The Minister knows that, for environmental reasons, we need railways before we can build runways. In a few weeks time we will see the revised version of the 10-Year Transport Plan. I can only hope that this shows more effort at integrating surface transport with aviation than the White Paper did.

There are of course wider environmental matters that are current. My Hon Friend the Chairman of the Environmental Audit Committee will no doubt have much to say on this if he catches your eye, so I will not tread on his turf, but I will say a word about emissions generally. All of us who wish to see a flourishing aviation industry able to innovate and create new markets in the way the industry has in recent years, need to take this problem seriously.

No national Government can solve this. Indeed, striking the right balance between a flourishing aviation industry and the need to control emissions is something cannot even be done effectively at a European level—welcome though the idea of a European emissions trading scheme is. But in the end this needs countries from beyond Europe to sign up either to minimum standards, or the use of economic instruments to cope with these issues. We need to be realistic and recognize that this is not going to happen in the near future.

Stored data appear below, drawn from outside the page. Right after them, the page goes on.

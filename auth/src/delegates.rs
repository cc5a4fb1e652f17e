use owo_colors::OwoColorize;
use plist::{Dictionary, Value};

use crate::anisette::{AnisetteClient, DeviceIdentity};
use crate::error::AuthError;

const SETUP_ENDPOINT: &str = "https://setup.icloud.com/setup/iosbuddy/loginDelegates";
const SETUP_USER_AGENT: &str = "com.apple.iCloudHelper/282 CFNetwork/1408.0.4 Darwin/22.5.0";
const SETUP_CLIENT_INFO: &str =
    "<MacBookPro18,3> <Mac OS X;13.4.1;22F8> <com.apple.AOSKit/282 (com.apple.accountsd/113)>";

const MOBILEME_DELEGATE: &str = "com.apple.mobileme";

/// The credential record handed back to the caller: everything the report
/// fetcher needs to authenticate downstream.
#[derive(Clone, Debug, PartialEq, Eq)]
pub struct AuthToken {
    pub account_id: String,
    pub search_party_token: String,
}

/// Registers the mobileme delegate with the one-time `pet` token from the
/// GSA payload and extracts the account DSID plus search-party token.
pub(crate) async fn register_mobileme(
    http: &reqwest::Client,
    anisette: &AnisetteClient,
    device: &DeviceIdentity,
    username: &str,
    pet: &str,
    adsid: &str,
) -> Result<AuthToken, AuthError> {
    let mut delegates = Dictionary::new();
    delegates.insert(MOBILEME_DELEGATE.into(), Value::Dictionary(Dictionary::new()));

    let mut body = Dictionary::new();
    body.insert("apple-id".into(), Value::String(username.to_string()));
    body.insert("delegates".into(), Value::Dictionary(delegates));
    body.insert("password".into(), Value::String(pet.to_string()));
    body.insert(
        "client-id".into(),
        Value::String(device.user_id.to_string()),
    );

    let mut payload = Vec::new();
    Value::Dictionary(body)
        .to_writer_xml(&mut payload)
        .expect("plist serialization to memory");

    let headers = anisette.build_headers(device).await?;
    let mut req = http
        .post(SETUP_ENDPOINT)
        .basic_auth(username, Some(pet))
        .header("X-Apple-ADSID", adsid)
        .header("User-Agent", SETUP_USER_AGENT)
        .header("X-Mme-Client-Info", SETUP_CLIENT_INFO)
        .body(payload);
    for (name, value) in headers.pairs() {
        req = req.header(name, value);
    }

    let resp = req.send().await.map_err(|e| net_err(SETUP_ENDPOINT, e))?;
    if !resp.status().is_success() {
        return Err(AuthError::MalformedResponse(format!(
            "login delegates returned HTTP {}",
            resp.status()
        )));
    }
    let bytes = resp.bytes().await.map_err(|e| net_err(SETUP_ENDPOINT, e))?;
    let doc: Dictionary = plist::from_bytes(&bytes)
        .map_err(|e| AuthError::MalformedResponse(format!("login delegates plist: {e}")))?;

    extract_token(&doc)
}

/// Pulls the DSID and search-party token out of the delegate response.
pub(crate) fn extract_token(doc: &Dictionary) -> Result<AuthToken, AuthError> {
    let mobileme = doc
        .get("delegates")
        .and_then(Value::as_dictionary)
        .and_then(|d| d.get(MOBILEME_DELEGATE))
        .and_then(Value::as_dictionary)
        .ok_or_else(|| {
            AuthError::MalformedResponse("no mobileme delegate in response".to_string())
        })?;

    let status = mobileme
        .get("status")
        .and_then(Value::as_signed_integer)
        .ok_or_else(|| AuthError::MalformedResponse("delegate without status".to_string()))?;
    if status != 0 {
        let message = mobileme
            .get("status-message")
            .and_then(Value::as_string)
            .unwrap_or("no status message");
        if message.contains("blocking") {
            // The service gates accounts it scores too low; adding payment
            // or profile data on appleid.apple.com raises the score.
            eprintln!(
                "{}",
                "account score too low; add a credit card or more account data at appleid.apple.com"
                    .yellow()
            );
        }
        return Err(AuthError::AuthenticationRejected(format!(
            "delegate status {status}: {message}"
        )));
    }

    let dsid = doc
        .get("dsid")
        .and_then(Value::as_string)
        .ok_or_else(|| AuthError::MalformedResponse("missing dsid".to_string()))?;

    let tokens = mobileme
        .get("service-data")
        .and_then(Value::as_dictionary)
        .and_then(|d| d.get("tokens"))
        .and_then(Value::as_dictionary)
        .ok_or_else(|| AuthError::MalformedResponse("delegate without tokens".to_string()))?;

    Ok(AuthToken {
        account_id: dsid.to_string(),
        search_party_token: search_party_token(tokens)?,
    })
}

/// The token key has shipped under two casings across server generations;
/// accept either before giving up.
fn search_party_token(tokens: &Dictionary) -> Result<String, AuthError> {
    for key in ["searchPartyToken", "searchpartytoken"] {
        if let Some(token) = tokens.get(key).and_then(Value::as_string) {
            return Ok(token.to_string());
        }
    }
    Err(AuthError::MalformedResponse(
        "no search-party token under either casing".to_string(),
    ))
}

fn net_err(target: &str, e: reqwest::Error) -> AuthError {
    if e.is_timeout() || e.is_connect() {
        AuthError::NetworkTimeout(target.to_string())
    } else {
        AuthError::MalformedResponse(format!("{target}: {e}"))
    }
}
impl GsaClient {
    pub fn new(anisette: AnisetteClient, device: DeviceIdentity) -> Self {
        // The GSA endpoints present certificates the local store may not
        // trust; the exchange's integrity rests on the SRP proofs.
        let http = reqwest::Client::builder()
            .timeout(REQUEST_TIMEOUT)
            .danger_accept_invalid_certs(true)
            .build()
            .expect("http client construction");
        Self {
            http,
            anisette,
            device,
        }
    }

    pub(crate) fn http(&self) -> &reqwest::Client {
        &self.http
    }

    /// Runs the full login sequence and returns the decrypted account
    /// payload. A verified second factor restarts the sequence from the
    /// top — the server expects a fresh handshake, not a resumption.
    pub async fn authenticate(
        &self,
        creds: &Credentials,
        prompt: &dyn CodePrompt,
    ) -> Result<Dictionary, AuthError> {
        for _ in 0..=MAX_SECOND_FACTOR_RESTARTS {
            match self.attempt(creds, prompt).await? {
                Attempt::Authenticated(spd) => return Ok(spd),
                Attempt::SecondFactorVerified => continue,
            }
        }
        Err(AuthError::SecondFactorLoop)
    }

    async fn attempt(
        &self,
        creds: &Credentials,
        prompt: &dyn CodePrompt,
    ) -> Result<Attempt, AuthError> {
        let mut session = ClientSession::new(&creds.username);
        let a_pub = session.start()?;

        let mut init = Dictionary::new();
        init.insert("A2k".into(), Value::Data(a_pub));
        init.insert(
            "ps".into(),
            Value::Array(
                ProtocolVariant::SUPPORTED
                    .iter()
                    .map(|s| Value::String((*s).to_string()))
                    .collect(),
            ),
        );
        init.insert("u".into(), Value::String(creds.username.clone()));
        init.insert("o".into(), Value::String("init".into()));

        println!("{}", "🔑 SRP init request".green());
        let challenge = self.request(init).await?;

        let variant = ProtocolVariant::from_wire(dict_str(&challenge, "sp")?)?;
        let salt = dict_data(&challenge, "s")?.to_vec();
        let iterations = dict_iterations(&challenge)?;
        let b_pub = dict_data(&challenge, "B")?.to_vec();
        let cookie = dict_str(&challenge, "c")?.to_string();

        let derived = crypto::derive_password(&creds.password, &salt, iterations, variant);
        let m1 = session.process_challenge(&derived, &salt, &b_pub)?;

        let mut complete = Dictionary::new();
        complete.insert("c".into(), Value::String(cookie));
        complete.insert("M1".into(), Value::Data(m1.to_vec()));
        complete.insert("u".into(), Value::String(creds.username.clone()));
        complete.insert("o".into(), Value::String("complete".into()));

        println!("{}", "🔑 SRP completion request".green());
        let completion = self.request(complete).await?;

        // No server proof means the server never negotiated a key with us,
        // which in practice is a wrong password.
        let Some(m2) = completion.get("M2").and_then(Value::as_data) else {
            return Err(AuthError::AuthenticationRejected(status_message(
                &completion,
            )));
        };
        session.verify_server(m2)?;

        let spd_blob = dict_data(&completion, "spd")?;
        let key = session.session_key()?;
        let plain = crypto::decrypt_extra_data(key, spd_blob)?;
        let spd = parse_headerless_plist(&plain)?;

        match secondary_auth(&completion)? {
            None => Ok(Attempt::Authenticated(spd)),
            Some(mode) => {
                println!(
                    "{} {}",
                    "🔐 Second factor required:".yellow(),
                    mode.yellow().dimmed()
                );
                let adsid = spd_string(&spd, "adsid")?;
                let idms_token = spd_string(&spd, "GsIdmsToken")?;
                two_factor::run(
                    &self.http,
                    &self.anisette,
                    &self.device,
                    &adsid,
                    &idms_token,
                    prompt,
                )
                .await?;
                Ok(Attempt::SecondFactorVerified)
            }
        }
    }

    /// One signed GSA request: plist envelope out, `Response` dictionary
    /// back. Anisette headers are rebuilt per call; the service rejects
    /// stale client-time values.
    async fn request(&self, parameters: Dictionary) -> Result<Dictionary, AuthError> {
        let headers = self.anisette.build_headers(&self.device).await?;

        let mut cpd = Dictionary::new();
        // Client-provision flags the service expects from a desktop client.
        cpd.insert("bootstrap".into(), Value::Boolean(true));
        cpd.insert("icscrec".into(), Value::Boolean(true));
        cpd.insert("pbe".into(), Value::Boolean(false));
        cpd.insert("prkgen".into(), Value::Boolean(true));
        cpd.insert("svct".into(), Value::String("iCloud".into()));
        for (name, value) in headers.pairs() {
            cpd.insert(name.to_string(), Value::String(value));
        }

        let mut request = Dictionary::new();
        request.insert("cpd".into(), Value::Dictionary(cpd));
        for (key, value) in parameters {
            request.insert(key, value);
        }

        let mut header = Dictionary::new();
        header.insert("Version".into(), Value::String("1.0.1".into()));

        let mut envelope = Dictionary::new();
        envelope.insert("Header".into(), Value::Dictionary(header));
        envelope.insert("Request".into(), Value::Dictionary(request));

        let mut body = Vec::new();
        Value::Dictionary(envelope)
            .to_writer_xml(&mut body)
            .expect("plist serialization to memory");

        let resp = self
            .http
            .post(GSA_ENDPOINT)
            .header("Content-Type", "text/x-xml-plist")
            .header("Accept", "*/*")
            .header("User-Agent", GSA_USER_AGENT)
            .header("X-MMe-Client-Info", CLIENT_INFO)
            .body(body)
            .send()
            .await
            .map_err(|e| net_err(GSA_ENDPOINT, e))?;
        if !resp.status().is_success() {
            return Err(AuthError::MalformedResponse(format!(
                "GSA endpoint returned HTTP {}",
                resp.status()
            )));
        }

        let bytes = resp.bytes().await.map_err(|e| net_err(GSA_ENDPOINT, e))?;
        let doc: Dictionary = plist::from_bytes(&bytes)
            .map_err(|e| AuthError::MalformedResponse(format!("GSA plist: {e}")))?;
        match doc.get("Response") {
            Some(Value::Dictionary(d)) => Ok(d.clone()),
            _ => Err(AuthError::MalformedResponse(
                "envelope missing Response dictionary".to_string(),
            )),
        }
    }
}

So any British Government will have to do what it can. We can and should apply increasingly stringent standards on emissions and noise, leading to the withdrawal of the noisiest and dirtiest aircraft. If we are going to develop usable and fair economic instruments, we need something less crude than APD. If we are going to allow more night flying, we need much more responsive attitudes towards local communities from airport operators and airlines, including insulation schemes and the purchase of the worst affected properties.

Much of this is for the longer term. But there is a vital issue to be decided this week at the Transport Council. The Minister will be aware that the Secretary of State will be asked to sign up to a deal between the Commission and the United States Government which is supposed to provide a much more liberal regime for airlines both in Europe and in the US.

He will also be aware that the deal the Commission has negotiated is a bad one for large parts of the UK aviation industry. It will open up Heathrow to all US carriers, and give US carriers unlimited access to carry passengers and cargo within and beyond the EU. In return it does not give rights for our airlines to fly within the US, or to buy a controlling stake in a US airline, or even to change the rules which prohibit by law any US official using a foreign airline.

Other countries, with less to negotiate with, may well feel that an imperfect deal is better than no deal at all. It is very important that the Secretary of State resists this. Even if he is isolated he should stand his ground. With an election coming up in the US it is the perhaps the worst possible time to hope for flexibility from the US side. Waiting six months to get a better deal would be much better than rushing this one through.

We want to see a more liberal regime on both sides of the Atlantic. I am aware that some UK airlines would love to see the slots at Heathrow freed up, and I sympathize with them. But this has to be done alongside a better deal from the Americans. If we miss this chance then it will damage the British aviation industry for years to come. The Secretary of State has a heavy responsibility and if he fails it he will be rightly castigated. I hope he doesn't.

As I said at the outset, I recognize the conflicting pressures on ministers. We have an aviation industry we can be proud of, but everything it does impinges on people who have nothing to do with the industry, and on the environment. So Ministers have to strike the right balance. The White Paper tried to do this, but failed in too many respects. This reflects a deeper problem: that aviation policy is not integrated with the rest of transport policy, or the Government's ideas on land use planning. This causes unnecessary distress in communities around the country, as well as promoting uncertainty among airlines and airport operators. So the White Paper has been a missed opportunity—we will need to put that right in the future.